A Nassau judge who cited insufficient evidence in dismissing a terroristic threat charge against a former East Norwich school custodian said Thursday she’ll allow prosecutors to reargue their objections.
In September, police arrested Brian Hulsen, 41, of Bethpage, several days after a teacher heard him mention “Columbine” in a faculty room, according to court records.
Records show Hulsen, who worked at James H. Vernon School, also gestured as if he had a gun while alluding in conversation to what he would do if he was fired.
Acting State Supreme Court Justice Meryl Berkowitz said in a recent decision that despite Hulsen’s “horrifically disturbing language,” a necessary element of the felony charge wasn’t met because there was no proof of a crime’s “imminent commission.”
“Reference to a mass shooting cannot be lightly considered,” Berkowitz wrote, saying the alleged statement “provokes outrage” and was “especially forceful” because it was made by a school employee in a school.

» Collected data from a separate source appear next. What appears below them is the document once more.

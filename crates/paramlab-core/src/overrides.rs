//! Task-specific partial overrides of catalog parameters.

use std::collections::{BTreeMap, HashMap};
use std::str::FromStr;

use serde::Deserialize;
use serde_json::{Map, Value};

use crate::TRACING_TARGET_OVERRIDES;
use crate::catalog::ParameterCatalog;
use crate::error::OverrideLoadError;
use crate::param::{ParamValue, Stage};
use crate::registry::TaskRegistry;
use crate::source::DocumentSource;

/// A partial replacement of one parameter's fields for one task.
///
/// Every field is optional; absent fields fall back to the catalog. Unknown
/// keys are rejected so a misspelt field fails the load instead of being
/// silently ignored.
#[derive(Debug, Clone, Default, PartialEq, Deserialize)]
#[serde(deny_unknown_fields)]
pub struct OverrideRecord {
    /// Task-specific ideal value.
    #[serde(default, rename = "ideal")]
    pub default_value: Option<ParamValue>,
    /// Why the ideal value suits the task.
    #[serde(default, rename = "ideal_value_reason")]
    pub rationale: Option<String>,
    #[serde(default)]
    pub min: Option<ParamValue>,
    #[serde(default)]
    pub max: Option<ParamValue>,
    #[serde(default)]
    pub step: Option<ParamValue>,
    #[serde(default)]
    pub options: Option<Vec<String>>,
}

impl OverrideRecord {
    #[must_use]
    pub fn with_default_value(mut self, value: impl Into<ParamValue>) -> Self {
        self.default_value = Some(value.into());
        self
    }

    #[must_use]
    pub fn with_rationale(mut self, rationale: impl Into<String>) -> Self {
        self.rationale = Some(rationale.into());
        self
    }

    #[must_use]
    pub fn with_min(mut self, min: impl Into<ParamValue>) -> Self {
        self.min = Some(min.into());
        self
    }

    #[must_use]
    pub fn with_max(mut self, max: impl Into<ParamValue>) -> Self {
        self.max = Some(max.into());
        self
    }

    #[must_use]
    pub fn with_step(mut self, step: impl Into<ParamValue>) -> Self {
        self.step = Some(step.into());
        self
    }

    #[must_use]
    pub fn with_options<I, S>(mut self, options: I) -> Self
    where
        I: IntoIterator<Item = S>,
        S: Into<String>,
    {
        self.options = Some(options.into_iter().map(Into::into).collect());
        self
    }

    /// Returns `true` if the record sets no field.
    #[must_use]
    pub fn is_empty(&self) -> bool {
        *self == Self::default()
    }
}

type StageOverrides = HashMap<String, OverrideRecord>;

/// Override records keyed by task, stage and parameter name.
///
/// Built once per load and never mutated; a reload builds a new table.
#[derive(Debug, Clone, Default, PartialEq)]
pub struct TaskOverrideTable {
    tasks: BTreeMap<String, BTreeMap<Stage, StageOverrides>>,
}

impl TaskOverrideTable {
    /// Returns a table without overrides.
    #[must_use]
    pub fn empty() -> Self {
        Self::default()
    }

    /// Returns a copy of the table with `record` set for the given triple.
    #[must_use]
    pub fn with_override(
        mut self,
        task: impl Into<String>,
        stage: Stage,
        parameter: impl Into<String>,
        record: OverrideRecord,
    ) -> Self {
        self.tasks
            .entry(task.into())
            .or_default()
            .entry(stage)
            .or_default()
            .insert(parameter.into(), record);
        self
    }

    /// Parses an override document.
    ///
    /// # Errors
    ///
    /// Fails on malformed JSON, stage names that are not stages and records
    /// with unknown or mistyped fields.
    pub fn from_json(json: &str) -> Result<Self, OverrideLoadError> {
        Self::parse(json, "<inline>")
    }

    /// Reads and parses the override document behind `source`.
    ///
    /// # Errors
    ///
    /// Fails if the source cannot be read or [`Self::from_json`] fails.
    pub fn load(source: &DocumentSource) -> Result<Self, OverrideLoadError> {
        let origin = source.origin();
        let json = source.read().map_err(|error| OverrideLoadError::Io {
            origin: origin.clone(),
            error,
        })?;

        let table = Self::parse(&json, &origin)?;
        tracing::info!(
            target: TRACING_TARGET_OVERRIDES,
            origin = %origin,
            tasks = table.tasks.len(),
            records = table.len(),
            "task overrides loaded"
        );
        Ok(table)
    }

    fn parse(json: &str, origin: &str) -> Result<Self, OverrideLoadError> {
        let malformed = |error| OverrideLoadError::Malformed {
            origin: origin.to_owned(),
            error,
        };
        let document: Map<String, Value> = serde_json::from_str(json).map_err(malformed)?;

        let mut tasks = BTreeMap::new();
        for (task, stages) in document {
            let stages: Map<String, Value> = serde_json::from_value(stages).map_err(malformed)?;

            let mut by_stage = BTreeMap::new();
            for (stage_name, records) in stages {
                let stage = Stage::from_str(&stage_name).map_err(|_| {
                    OverrideLoadError::UnknownStage {
                        task: task.clone(),
                        stage: stage_name,
                    }
                })?;
                let records: Map<String, Value> =
                    serde_json::from_value(records).map_err(malformed)?;

                let mut by_name = StageOverrides::with_capacity(records.len());
                for (parameter, record) in records {
                    let record = OverrideRecord::deserialize(record).map_err(|error| {
                        OverrideLoadError::MalformedRecord {
                            task: task.clone(),
                            stage,
                            parameter: parameter.clone(),
                            error,
                        }
                    })?;
                    by_name.insert(parameter, record);
                }

                if by_stage.insert(stage, by_name).is_some() {
                    return Err(OverrideLoadError::DuplicateStage { task, stage });
                }
            }
            tasks.insert(task, by_stage);
        }

        Ok(Self { tasks })
    }

    /// Checks that every override targets a registered task and an existing
    /// catalog parameter.
    pub(crate) fn validate(
        &self,
        catalog: &ParameterCatalog,
        registry: &TaskRegistry,
    ) -> Result<(), OverrideLoadError> {
        for (task, stages) in &self.tasks {
            if !registry.contains(task) {
                return Err(OverrideLoadError::UnknownTask { task: task.clone() });
            }

            for (&stage, records) in stages {
                if !catalog.contains_stage(stage) {
                    return Err(OverrideLoadError::UnknownStage {
                        task: task.clone(),
                        stage: stage.to_string(),
                    });
                }

                // Sorted so the reported parameter does not depend on hashing.
                let mut names: Vec<&String> = records.keys().collect();
                names.sort();
                if let Some(unknown) = names
                    .into_iter()
                    .find(|name| catalog.get(stage, name).is_none())
                {
                    return Err(OverrideLoadError::UnknownParameter {
                        task: task.clone(),
                        stage,
                        parameter: unknown.clone(),
                    });
                }
            }
        }
        Ok(())
    }

    /// Returns the override of `name` in `stage` for `task`, if any.
    #[must_use]
    pub fn get_override(&self, task: &str, stage: Stage, name: &str) -> Option<&OverrideRecord> {
        self.tasks.get(task)?.get(&stage)?.get(name)
    }

    /// Returns every override of `stage` for `task`, keyed by parameter name.
    #[must_use]
    pub fn overrides_for(&self, task: &str, stage: Stage) -> Option<&HashMap<String, OverrideRecord>> {
        self.tasks.get(task)?.get(&stage)
    }

    /// Returns the tasks with at least one entry, sorted by name.
    pub fn tasks(&self) -> impl Iterator<Item = &str> + '_ {
        self.tasks.keys().map(String::as_str)
    }

    /// Returns the number of override records.
    #[must_use]
    pub fn len(&self) -> usize {
        self.tasks
            .values()
            .flat_map(BTreeMap::values)
            .map(HashMap::len)
            .sum()
    }

    /// Returns `true` if the table holds no records.
    #[must_use]
    pub fn is_empty(&self) -> bool {
        self.len() == 0
    }
}

#[cfg(test)]
mod tests {
    use super::*;

    const DOCUMENT: &str = r#"{
        "RAG-based QA": {
            "encoding_parameters": {
                "pooling": {"ideal": "cls", "ideal_value_reason": "captures whole sequence"}
            },
            "decoding": {
                "top_k": {"max": 40},
                "temperature": {"ideal": 0.3, "min": 0.1, "step": 0.1}
            }
        }
    }"#;

    #[test]
    fn parses_partial_records() {
        let table = TaskOverrideTable::from_json(DOCUMENT).unwrap();
        assert_eq!(table.len(), 3);
        assert_eq!(table.tasks().collect::<Vec<_>>(), vec!["RAG-based QA"]);

        let pooling = table
            .get_override("RAG-based QA", Stage::Encoding, "pooling")
            .unwrap();
        assert_eq!(
            pooling,
            &OverrideRecord::default()
                .with_default_value("cls")
                .with_rationale("captures whole sequence")
        );

        let top_k = table
            .get_override("RAG-based QA", Stage::Decoding, "top_k")
            .unwrap();
        assert_eq!(top_k.max, Some(ParamValue::Int(40)));
        assert!(top_k.default_value.is_none());

        assert!(table.get_override("Normal QA", Stage::Decoding, "top_k").is_none());
        assert_eq!(
            table.overrides_for("RAG-based QA", Stage::Decoding).map(HashMap::len),
            Some(2)
        );
    }

    #[test]
    fn rejects_unknown_record_fields() {
        let json = r#"{"Normal QA": {"decoding": {"top_k": {"ideal_reason": "typo"}}}}"#;
        let error = TaskOverrideTable::from_json(json).unwrap_err();
        assert!(matches!(
            error,
            OverrideLoadError::MalformedRecord { stage: Stage::Decoding, .. }
        ));
    }

    #[test]
    fn rejects_unknown_stage_names() {
        let json = r#"{"Normal QA": {"retrieval": {}}}"#;
        let error = TaskOverrideTable::from_json(json).unwrap_err();
        assert!(matches!(error, OverrideLoadError::UnknownStage { .. }));
    }

    #[test]
    fn rejects_malformed_document() {
        let error = TaskOverrideTable::from_json(r#"{"Normal QA": []}"#).unwrap_err();
        assert!(matches!(error, OverrideLoadError::Malformed { .. }));
    }

    #[test]
    fn empty_table() {
        let table = TaskOverrideTable::empty();
        assert!(table.is_empty());
        assert!(OverrideRecord::default().is_empty());
        assert!(!OverrideRecord::default().with_max(1).is_empty());
    }
}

“However, the statement itself does not constitute a crime,” she concluded.
Records show a teacher at the elementary school heard the threat on a Friday, reported it to school authorities the following Tuesday, and police took Hulsen into custody that Wednesday.
The judge’s decision said the teacher testified before a grand jury that she believed Hulsen wasn’t in the process of being fired. The witness also testified that if the custodian had said he was going to shoot up the school in an hour or the next day she would have immediately reported it.
Defense attorney Joseph LoPiccolo of Garden City said after Hulsen’s Mineola court appearance Thursday that the married father and stepfather has no criminal record and had worked for the Oyster Bay-East Norwich Central School District for about 15 years.
Hulsen resigned from his job at the end of September after he was suspended following his arrest, the attorney said.
“They overreached when they made this charge,” LoPiccolo said. “Really it was blowing off steam in the worst way possible, but it’s not a crime.”
The judge gave the attorneys April deadlines to submit their arguments in writing.
Prosecutors declined to comment Thursday.
Update: In May 2017, the Appellate Division, Second Department upheld the dismissal of Hulsen’s case on appeal, finding that prosecutors had failed to present legally sufficient evidence that Hulsen’s alleged threat of a school shooting was imminent.